Whenever a line in the records below holds the string "impl", copy it out.

Stored data entries:
==================================================
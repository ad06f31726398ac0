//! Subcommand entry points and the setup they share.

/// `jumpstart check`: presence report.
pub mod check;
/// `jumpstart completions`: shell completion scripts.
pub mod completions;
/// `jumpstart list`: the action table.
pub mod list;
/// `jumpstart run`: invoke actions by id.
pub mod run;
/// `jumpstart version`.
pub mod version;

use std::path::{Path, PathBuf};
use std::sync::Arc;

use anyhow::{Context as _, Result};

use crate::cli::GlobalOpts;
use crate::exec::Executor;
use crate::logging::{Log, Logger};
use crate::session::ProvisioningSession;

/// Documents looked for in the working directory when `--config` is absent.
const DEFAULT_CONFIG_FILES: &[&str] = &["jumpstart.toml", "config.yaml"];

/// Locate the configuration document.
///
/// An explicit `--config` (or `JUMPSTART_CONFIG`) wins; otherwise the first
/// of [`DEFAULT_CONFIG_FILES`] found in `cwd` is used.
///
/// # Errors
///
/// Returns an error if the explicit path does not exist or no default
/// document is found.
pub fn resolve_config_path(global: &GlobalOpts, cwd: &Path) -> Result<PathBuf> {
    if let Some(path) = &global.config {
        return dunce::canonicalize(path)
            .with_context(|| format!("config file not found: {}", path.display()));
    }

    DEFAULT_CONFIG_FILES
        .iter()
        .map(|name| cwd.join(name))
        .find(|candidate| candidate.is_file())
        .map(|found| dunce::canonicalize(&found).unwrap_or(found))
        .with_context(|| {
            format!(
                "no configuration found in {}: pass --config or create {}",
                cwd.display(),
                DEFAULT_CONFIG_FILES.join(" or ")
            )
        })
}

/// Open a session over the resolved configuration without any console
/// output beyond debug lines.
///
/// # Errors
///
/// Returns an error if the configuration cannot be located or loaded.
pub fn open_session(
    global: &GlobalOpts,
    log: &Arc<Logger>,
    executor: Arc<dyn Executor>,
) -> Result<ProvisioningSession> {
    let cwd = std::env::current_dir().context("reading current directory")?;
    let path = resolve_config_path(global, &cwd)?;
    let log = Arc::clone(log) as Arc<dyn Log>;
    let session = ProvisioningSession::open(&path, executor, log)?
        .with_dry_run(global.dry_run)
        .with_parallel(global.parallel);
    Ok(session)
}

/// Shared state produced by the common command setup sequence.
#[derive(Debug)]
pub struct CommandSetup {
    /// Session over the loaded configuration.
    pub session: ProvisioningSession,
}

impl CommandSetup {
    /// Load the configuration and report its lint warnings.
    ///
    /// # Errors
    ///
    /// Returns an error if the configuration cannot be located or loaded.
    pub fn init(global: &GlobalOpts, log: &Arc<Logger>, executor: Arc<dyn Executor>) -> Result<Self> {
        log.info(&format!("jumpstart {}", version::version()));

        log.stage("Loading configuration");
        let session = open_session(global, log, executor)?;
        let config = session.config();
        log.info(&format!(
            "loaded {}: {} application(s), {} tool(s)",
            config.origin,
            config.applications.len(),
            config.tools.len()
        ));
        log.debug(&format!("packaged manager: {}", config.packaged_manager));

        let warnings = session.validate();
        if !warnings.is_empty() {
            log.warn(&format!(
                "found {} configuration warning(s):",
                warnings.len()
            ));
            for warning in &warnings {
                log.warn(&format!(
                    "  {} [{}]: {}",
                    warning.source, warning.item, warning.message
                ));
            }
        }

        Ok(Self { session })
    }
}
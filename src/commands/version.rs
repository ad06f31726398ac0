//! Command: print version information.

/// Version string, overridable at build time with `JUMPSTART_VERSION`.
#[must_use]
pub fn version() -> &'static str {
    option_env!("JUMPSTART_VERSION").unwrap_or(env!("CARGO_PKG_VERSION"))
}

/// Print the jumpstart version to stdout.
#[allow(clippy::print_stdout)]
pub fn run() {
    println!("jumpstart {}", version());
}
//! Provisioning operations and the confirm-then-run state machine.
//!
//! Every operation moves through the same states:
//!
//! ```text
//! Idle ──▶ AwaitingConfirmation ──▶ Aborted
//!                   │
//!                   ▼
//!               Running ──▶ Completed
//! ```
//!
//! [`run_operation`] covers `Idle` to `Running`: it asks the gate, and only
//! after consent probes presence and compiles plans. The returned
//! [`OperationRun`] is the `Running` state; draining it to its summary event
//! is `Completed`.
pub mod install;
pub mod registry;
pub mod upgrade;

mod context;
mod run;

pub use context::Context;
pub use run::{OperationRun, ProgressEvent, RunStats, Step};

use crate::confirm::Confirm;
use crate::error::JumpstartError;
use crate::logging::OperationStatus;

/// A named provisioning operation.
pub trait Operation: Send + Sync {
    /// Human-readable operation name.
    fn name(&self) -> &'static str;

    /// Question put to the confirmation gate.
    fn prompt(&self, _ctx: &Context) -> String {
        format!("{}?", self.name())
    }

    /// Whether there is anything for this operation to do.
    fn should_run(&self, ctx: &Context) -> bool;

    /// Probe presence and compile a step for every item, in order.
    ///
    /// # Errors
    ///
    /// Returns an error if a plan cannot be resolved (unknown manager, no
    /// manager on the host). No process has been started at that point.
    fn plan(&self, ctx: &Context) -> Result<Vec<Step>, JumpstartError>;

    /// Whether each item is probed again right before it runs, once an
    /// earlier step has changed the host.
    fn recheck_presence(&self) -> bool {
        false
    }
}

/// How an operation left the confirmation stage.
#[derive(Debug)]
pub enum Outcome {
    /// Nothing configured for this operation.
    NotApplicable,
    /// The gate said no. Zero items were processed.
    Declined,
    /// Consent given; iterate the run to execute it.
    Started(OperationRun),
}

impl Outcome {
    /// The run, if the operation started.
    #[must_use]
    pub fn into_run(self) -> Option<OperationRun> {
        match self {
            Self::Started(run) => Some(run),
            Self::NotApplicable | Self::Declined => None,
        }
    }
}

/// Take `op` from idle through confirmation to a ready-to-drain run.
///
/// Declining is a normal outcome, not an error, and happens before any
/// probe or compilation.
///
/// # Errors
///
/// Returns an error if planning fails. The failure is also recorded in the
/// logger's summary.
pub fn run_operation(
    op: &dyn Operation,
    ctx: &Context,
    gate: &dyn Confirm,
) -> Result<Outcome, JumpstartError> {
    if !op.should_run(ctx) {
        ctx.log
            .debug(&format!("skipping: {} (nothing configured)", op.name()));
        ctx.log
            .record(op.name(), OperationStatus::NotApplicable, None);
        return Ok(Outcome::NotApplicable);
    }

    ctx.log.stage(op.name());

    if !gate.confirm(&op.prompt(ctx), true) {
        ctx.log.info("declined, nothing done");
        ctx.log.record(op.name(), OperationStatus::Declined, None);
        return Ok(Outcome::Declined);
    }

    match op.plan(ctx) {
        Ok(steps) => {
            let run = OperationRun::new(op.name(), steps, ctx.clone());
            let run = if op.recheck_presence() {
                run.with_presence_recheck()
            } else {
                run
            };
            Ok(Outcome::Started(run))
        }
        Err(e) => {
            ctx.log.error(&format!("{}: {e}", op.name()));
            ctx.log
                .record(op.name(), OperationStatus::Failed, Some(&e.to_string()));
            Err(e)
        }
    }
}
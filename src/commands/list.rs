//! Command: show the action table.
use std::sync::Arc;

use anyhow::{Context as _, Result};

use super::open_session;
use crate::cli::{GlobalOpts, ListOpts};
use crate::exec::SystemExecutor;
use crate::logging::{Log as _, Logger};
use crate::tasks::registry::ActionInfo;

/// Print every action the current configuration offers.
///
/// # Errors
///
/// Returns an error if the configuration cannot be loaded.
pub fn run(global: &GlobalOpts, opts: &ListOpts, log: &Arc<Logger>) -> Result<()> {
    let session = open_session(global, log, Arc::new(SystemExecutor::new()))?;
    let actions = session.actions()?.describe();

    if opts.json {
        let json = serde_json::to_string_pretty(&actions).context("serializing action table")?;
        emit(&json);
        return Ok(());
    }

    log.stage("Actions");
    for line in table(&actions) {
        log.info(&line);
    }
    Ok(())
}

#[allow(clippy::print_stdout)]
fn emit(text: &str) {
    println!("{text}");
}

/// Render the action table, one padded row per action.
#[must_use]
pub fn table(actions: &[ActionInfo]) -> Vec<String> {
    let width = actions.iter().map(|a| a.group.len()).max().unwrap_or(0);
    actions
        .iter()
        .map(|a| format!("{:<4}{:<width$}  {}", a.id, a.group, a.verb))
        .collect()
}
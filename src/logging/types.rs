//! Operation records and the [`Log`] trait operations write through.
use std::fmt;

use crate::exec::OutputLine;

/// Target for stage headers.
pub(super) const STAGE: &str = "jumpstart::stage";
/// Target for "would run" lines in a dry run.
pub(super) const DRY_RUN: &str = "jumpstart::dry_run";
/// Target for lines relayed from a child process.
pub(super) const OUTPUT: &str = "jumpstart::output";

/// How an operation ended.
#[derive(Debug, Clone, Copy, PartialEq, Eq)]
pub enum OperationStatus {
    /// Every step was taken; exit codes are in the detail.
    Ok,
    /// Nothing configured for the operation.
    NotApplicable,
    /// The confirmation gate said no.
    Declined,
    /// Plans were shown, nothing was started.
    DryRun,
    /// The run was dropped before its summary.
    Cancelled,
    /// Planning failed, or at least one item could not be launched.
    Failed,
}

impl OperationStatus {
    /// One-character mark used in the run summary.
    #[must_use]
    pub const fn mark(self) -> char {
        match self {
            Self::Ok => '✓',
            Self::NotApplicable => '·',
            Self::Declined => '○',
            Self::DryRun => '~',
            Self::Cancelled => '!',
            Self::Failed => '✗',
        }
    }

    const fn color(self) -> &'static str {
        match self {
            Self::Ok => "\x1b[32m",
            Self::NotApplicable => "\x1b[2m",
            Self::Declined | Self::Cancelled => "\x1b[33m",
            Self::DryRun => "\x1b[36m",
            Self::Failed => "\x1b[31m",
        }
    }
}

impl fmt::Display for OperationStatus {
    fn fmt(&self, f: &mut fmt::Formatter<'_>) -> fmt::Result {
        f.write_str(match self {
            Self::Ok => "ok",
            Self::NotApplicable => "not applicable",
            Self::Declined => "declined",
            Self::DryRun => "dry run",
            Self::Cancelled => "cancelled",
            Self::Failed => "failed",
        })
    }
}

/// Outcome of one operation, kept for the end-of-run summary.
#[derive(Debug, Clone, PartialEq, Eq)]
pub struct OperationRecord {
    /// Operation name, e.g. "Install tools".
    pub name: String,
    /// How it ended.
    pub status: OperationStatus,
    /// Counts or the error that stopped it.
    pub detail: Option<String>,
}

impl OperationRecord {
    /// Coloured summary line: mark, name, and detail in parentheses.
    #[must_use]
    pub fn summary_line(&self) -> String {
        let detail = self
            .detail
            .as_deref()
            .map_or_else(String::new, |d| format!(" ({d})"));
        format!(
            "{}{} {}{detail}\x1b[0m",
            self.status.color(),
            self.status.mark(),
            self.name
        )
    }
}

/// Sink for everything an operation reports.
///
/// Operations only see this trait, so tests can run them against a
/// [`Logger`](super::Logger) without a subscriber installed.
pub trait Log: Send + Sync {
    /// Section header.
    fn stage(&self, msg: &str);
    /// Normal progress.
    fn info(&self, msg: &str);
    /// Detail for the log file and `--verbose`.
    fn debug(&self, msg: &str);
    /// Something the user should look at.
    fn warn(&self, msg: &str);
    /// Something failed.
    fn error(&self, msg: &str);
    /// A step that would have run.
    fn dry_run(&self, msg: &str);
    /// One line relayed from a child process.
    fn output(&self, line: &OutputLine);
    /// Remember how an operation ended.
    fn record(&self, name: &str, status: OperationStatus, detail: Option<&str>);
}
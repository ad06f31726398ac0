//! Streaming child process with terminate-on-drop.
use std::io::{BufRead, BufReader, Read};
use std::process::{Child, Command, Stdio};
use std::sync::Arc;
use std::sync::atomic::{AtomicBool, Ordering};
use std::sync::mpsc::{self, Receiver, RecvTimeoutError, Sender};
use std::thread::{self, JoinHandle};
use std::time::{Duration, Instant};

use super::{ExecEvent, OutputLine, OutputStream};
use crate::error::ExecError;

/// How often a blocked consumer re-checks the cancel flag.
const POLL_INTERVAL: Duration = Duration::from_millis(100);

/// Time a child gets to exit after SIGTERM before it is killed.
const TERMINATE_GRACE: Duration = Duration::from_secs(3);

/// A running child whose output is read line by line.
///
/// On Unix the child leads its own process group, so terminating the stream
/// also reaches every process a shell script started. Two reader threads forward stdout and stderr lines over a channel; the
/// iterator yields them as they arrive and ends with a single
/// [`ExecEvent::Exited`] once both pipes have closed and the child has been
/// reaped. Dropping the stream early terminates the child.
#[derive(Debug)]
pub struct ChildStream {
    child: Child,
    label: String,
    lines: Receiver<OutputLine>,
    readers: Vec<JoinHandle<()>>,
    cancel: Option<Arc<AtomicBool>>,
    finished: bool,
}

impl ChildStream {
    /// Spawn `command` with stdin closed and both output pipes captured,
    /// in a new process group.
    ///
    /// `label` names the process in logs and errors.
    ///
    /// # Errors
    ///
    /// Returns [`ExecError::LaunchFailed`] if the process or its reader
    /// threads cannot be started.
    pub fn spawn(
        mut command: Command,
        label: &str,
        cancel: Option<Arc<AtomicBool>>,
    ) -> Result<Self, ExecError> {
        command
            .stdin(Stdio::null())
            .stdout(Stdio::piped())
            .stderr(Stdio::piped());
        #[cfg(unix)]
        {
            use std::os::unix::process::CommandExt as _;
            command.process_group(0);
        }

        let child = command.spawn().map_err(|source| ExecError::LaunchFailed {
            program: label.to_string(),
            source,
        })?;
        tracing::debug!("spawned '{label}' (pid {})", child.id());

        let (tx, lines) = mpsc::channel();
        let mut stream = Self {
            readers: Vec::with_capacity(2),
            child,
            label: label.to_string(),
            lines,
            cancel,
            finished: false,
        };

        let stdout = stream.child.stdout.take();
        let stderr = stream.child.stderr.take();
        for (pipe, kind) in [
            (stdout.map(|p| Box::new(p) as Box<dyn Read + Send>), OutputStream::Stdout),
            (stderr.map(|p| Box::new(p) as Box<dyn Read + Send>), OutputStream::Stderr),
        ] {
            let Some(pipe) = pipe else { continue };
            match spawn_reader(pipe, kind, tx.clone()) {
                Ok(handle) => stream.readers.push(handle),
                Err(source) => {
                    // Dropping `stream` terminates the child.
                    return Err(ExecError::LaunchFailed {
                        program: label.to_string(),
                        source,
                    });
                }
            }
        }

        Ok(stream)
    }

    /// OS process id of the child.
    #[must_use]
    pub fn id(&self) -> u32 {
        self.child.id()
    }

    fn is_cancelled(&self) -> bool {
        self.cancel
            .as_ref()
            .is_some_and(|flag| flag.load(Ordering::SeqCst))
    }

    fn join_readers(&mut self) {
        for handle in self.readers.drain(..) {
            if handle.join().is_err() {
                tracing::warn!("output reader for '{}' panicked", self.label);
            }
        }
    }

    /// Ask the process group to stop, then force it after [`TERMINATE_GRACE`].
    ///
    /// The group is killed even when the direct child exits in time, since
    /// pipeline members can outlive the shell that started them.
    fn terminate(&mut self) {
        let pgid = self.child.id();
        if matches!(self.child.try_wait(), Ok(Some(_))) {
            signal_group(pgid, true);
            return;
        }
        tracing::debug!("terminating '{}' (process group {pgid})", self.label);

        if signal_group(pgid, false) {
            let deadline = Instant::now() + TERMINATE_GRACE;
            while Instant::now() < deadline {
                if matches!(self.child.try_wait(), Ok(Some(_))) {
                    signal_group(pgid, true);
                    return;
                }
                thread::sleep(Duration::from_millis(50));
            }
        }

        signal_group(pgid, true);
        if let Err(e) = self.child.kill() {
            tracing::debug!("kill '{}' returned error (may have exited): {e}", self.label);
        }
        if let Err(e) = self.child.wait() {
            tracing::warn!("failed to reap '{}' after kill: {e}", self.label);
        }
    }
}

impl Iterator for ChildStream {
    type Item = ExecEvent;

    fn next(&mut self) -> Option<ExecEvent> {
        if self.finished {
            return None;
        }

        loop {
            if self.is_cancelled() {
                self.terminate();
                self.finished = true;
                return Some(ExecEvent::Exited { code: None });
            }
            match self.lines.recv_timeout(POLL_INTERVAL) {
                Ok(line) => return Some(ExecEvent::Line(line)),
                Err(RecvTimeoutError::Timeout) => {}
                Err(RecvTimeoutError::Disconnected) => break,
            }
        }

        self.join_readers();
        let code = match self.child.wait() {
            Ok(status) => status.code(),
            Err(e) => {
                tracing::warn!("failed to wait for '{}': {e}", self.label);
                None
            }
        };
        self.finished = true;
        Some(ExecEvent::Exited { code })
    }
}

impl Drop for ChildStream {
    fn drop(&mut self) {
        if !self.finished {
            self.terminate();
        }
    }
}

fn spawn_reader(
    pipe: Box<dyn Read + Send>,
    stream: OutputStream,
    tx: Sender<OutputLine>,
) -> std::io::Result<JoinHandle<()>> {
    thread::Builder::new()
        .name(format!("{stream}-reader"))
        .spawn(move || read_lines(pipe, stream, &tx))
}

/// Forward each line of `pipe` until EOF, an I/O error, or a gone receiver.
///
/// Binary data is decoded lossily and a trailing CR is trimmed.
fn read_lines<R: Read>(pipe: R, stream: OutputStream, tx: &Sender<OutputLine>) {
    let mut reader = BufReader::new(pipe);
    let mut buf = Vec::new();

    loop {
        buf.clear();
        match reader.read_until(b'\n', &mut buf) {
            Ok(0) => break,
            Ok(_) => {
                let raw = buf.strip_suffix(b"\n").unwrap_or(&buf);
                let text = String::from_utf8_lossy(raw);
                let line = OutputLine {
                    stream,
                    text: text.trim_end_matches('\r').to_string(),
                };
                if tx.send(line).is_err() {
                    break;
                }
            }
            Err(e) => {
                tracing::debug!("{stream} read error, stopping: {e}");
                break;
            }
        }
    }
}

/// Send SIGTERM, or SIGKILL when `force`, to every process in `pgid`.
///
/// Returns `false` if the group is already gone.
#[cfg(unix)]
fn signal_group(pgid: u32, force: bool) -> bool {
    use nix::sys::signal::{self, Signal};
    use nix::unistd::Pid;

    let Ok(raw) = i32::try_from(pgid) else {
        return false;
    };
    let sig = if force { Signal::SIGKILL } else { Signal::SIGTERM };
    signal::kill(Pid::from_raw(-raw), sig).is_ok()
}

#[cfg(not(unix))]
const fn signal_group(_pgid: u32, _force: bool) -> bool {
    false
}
==================================================
## Your solution
impl CommandSetup {
impl Outcome {
impl OperationStatus {
impl fmt::Display for OperationStatus {
impl OperationRecord {
impl ChildStream {
impl Iterator for ChildStream {
impl Drop for ChildStream {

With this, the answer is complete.